#### Source material
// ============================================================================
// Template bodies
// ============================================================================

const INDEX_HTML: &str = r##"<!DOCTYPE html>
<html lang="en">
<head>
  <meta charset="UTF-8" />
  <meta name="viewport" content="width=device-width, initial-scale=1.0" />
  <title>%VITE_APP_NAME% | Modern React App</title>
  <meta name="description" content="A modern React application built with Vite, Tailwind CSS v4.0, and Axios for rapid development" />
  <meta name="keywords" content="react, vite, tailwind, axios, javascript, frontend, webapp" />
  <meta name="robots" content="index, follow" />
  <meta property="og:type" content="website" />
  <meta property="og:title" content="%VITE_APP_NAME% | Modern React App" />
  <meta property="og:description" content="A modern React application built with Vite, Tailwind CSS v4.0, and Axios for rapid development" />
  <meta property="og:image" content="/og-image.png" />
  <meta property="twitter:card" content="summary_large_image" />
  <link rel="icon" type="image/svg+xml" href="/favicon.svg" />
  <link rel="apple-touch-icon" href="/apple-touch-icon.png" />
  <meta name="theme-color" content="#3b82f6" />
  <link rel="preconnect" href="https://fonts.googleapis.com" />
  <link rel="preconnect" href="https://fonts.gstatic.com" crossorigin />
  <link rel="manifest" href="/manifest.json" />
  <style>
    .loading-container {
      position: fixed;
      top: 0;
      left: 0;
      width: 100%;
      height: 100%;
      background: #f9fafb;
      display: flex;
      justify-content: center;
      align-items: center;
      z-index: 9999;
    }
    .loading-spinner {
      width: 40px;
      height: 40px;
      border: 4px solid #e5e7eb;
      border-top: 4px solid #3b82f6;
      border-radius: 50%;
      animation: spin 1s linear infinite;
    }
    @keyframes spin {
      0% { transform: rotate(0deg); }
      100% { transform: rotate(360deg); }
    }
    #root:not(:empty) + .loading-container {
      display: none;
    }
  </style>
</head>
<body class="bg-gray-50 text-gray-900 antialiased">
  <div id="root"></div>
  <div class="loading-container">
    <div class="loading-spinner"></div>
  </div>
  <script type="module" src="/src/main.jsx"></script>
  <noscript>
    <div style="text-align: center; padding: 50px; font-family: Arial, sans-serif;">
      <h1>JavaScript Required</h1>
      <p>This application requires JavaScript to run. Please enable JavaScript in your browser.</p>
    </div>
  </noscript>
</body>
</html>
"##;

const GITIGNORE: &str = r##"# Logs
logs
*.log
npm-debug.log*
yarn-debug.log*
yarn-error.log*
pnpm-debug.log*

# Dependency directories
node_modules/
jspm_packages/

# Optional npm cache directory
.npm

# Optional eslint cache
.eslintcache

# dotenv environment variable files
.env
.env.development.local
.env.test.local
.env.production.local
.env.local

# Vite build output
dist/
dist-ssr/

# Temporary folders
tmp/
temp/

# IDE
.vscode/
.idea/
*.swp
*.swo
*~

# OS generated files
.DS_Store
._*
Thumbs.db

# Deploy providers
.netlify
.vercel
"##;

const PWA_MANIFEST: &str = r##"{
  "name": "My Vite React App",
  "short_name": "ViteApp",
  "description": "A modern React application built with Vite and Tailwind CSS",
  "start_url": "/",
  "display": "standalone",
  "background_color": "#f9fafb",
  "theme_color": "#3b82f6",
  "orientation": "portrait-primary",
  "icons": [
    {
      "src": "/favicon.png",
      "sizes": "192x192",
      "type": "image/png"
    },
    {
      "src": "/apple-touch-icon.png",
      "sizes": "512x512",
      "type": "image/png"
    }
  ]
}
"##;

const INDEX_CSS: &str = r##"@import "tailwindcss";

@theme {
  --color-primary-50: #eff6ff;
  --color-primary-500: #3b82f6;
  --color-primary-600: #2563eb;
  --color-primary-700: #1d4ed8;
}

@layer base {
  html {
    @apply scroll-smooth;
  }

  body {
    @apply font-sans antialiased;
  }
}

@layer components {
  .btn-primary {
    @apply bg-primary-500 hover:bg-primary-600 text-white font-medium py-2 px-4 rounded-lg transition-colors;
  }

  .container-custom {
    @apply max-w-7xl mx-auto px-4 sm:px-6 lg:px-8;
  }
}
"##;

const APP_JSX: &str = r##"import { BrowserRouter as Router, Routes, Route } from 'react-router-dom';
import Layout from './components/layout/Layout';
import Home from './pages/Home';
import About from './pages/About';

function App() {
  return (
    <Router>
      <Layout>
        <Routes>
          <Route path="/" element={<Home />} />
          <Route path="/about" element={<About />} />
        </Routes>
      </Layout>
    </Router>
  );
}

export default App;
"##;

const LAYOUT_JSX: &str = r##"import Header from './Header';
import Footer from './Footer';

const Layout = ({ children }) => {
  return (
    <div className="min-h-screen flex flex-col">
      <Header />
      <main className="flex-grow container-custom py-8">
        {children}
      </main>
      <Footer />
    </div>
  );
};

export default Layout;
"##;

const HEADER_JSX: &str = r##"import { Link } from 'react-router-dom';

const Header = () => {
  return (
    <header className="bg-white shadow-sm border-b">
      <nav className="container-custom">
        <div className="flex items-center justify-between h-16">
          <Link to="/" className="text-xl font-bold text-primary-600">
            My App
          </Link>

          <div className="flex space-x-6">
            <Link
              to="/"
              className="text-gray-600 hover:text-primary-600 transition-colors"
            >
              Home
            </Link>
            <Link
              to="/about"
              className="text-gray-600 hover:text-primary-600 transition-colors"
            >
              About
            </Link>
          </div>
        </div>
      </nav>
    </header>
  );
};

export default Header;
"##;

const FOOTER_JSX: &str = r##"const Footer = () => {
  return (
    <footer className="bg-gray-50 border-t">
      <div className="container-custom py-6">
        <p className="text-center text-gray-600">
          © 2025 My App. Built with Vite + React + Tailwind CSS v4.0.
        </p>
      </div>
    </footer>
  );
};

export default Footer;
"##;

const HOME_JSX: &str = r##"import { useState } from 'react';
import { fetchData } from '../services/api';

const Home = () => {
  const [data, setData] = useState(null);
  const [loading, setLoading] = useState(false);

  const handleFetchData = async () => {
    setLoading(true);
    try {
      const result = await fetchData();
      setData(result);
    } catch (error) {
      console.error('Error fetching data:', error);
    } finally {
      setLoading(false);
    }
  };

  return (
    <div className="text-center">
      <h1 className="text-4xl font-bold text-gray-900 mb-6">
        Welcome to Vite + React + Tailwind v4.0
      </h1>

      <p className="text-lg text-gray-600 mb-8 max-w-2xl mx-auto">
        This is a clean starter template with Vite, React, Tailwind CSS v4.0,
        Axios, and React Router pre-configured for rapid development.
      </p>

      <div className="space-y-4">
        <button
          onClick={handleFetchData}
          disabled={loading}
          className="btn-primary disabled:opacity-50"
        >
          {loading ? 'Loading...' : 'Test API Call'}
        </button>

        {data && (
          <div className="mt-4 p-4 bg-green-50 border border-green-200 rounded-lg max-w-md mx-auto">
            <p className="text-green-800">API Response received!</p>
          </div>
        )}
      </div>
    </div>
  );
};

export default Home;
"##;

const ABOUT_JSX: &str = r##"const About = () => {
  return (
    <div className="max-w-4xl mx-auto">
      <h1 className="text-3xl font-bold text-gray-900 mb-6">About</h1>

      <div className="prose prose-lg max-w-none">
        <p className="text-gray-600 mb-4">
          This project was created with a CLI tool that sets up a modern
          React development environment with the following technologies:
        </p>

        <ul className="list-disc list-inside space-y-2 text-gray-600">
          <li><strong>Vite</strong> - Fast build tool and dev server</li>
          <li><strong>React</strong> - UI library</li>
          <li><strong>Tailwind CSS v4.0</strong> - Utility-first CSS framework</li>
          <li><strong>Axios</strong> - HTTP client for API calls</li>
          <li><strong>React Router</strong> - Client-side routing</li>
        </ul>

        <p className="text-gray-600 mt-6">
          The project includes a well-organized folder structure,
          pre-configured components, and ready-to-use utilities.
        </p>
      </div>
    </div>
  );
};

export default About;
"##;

...

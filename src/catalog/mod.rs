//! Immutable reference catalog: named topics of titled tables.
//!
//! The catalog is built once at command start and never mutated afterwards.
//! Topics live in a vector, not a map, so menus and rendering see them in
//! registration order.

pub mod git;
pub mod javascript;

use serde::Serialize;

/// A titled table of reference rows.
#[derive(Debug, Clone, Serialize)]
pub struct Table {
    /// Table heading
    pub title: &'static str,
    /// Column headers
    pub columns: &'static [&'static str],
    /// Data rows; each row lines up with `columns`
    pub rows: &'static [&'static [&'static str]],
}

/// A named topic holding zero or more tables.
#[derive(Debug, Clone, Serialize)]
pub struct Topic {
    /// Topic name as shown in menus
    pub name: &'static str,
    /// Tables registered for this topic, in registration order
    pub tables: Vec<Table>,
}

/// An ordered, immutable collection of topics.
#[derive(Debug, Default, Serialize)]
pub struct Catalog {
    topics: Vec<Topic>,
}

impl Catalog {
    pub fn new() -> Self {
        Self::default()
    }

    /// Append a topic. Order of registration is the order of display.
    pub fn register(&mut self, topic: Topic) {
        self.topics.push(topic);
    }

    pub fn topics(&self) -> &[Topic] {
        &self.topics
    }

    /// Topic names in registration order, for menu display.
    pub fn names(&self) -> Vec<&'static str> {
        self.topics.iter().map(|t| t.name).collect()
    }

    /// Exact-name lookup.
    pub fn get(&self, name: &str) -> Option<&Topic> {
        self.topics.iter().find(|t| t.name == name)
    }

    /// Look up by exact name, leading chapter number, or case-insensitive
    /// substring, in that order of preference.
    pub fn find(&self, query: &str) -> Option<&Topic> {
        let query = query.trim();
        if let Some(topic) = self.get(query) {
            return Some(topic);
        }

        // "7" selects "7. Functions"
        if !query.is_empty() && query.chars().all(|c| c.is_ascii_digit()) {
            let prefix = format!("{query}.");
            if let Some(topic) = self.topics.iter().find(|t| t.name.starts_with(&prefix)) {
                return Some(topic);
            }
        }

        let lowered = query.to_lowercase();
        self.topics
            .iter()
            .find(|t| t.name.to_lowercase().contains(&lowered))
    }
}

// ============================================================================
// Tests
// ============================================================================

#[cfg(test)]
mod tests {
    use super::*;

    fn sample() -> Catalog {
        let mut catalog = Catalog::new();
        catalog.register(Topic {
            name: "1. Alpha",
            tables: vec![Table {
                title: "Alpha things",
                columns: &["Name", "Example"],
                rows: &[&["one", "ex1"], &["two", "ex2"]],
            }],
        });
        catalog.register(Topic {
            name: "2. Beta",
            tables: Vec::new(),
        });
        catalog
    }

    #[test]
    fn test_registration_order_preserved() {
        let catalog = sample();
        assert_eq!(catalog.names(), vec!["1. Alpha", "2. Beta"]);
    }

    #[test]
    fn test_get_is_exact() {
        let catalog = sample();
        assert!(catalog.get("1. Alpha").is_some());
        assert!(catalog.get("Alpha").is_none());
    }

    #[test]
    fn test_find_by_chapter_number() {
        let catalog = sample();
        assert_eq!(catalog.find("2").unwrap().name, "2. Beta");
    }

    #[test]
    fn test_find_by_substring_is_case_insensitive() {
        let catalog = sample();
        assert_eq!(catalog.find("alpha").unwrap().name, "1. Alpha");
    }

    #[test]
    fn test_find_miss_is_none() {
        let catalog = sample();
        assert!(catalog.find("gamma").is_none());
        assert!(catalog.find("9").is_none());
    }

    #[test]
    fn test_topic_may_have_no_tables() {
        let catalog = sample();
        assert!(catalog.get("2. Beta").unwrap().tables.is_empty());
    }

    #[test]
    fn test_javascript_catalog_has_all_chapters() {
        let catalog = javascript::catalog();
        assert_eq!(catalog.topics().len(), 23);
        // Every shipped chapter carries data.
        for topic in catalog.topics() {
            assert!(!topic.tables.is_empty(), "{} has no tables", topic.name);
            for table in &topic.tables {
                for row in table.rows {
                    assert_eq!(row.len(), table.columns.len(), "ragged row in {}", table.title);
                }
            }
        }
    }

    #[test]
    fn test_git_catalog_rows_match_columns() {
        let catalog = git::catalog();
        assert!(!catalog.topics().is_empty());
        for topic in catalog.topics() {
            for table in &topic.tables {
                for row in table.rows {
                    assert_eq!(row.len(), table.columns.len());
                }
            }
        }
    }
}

#### What you need to do
For the word "Alpha", find all matching lines in the entries above and copy them out.

#### Output for this task
            name: "1. Alpha",
                title: "Alpha things",
        assert_eq!(catalog.names(), vec!["1. Alpha", "2. Beta"]);
        assert!(catalog.get("1. Alpha").is_some());
        assert!(catalog.get("Alpha").is_none());
        assert_eq!(catalog.find("alpha").unwrap().name, "1. Alpha");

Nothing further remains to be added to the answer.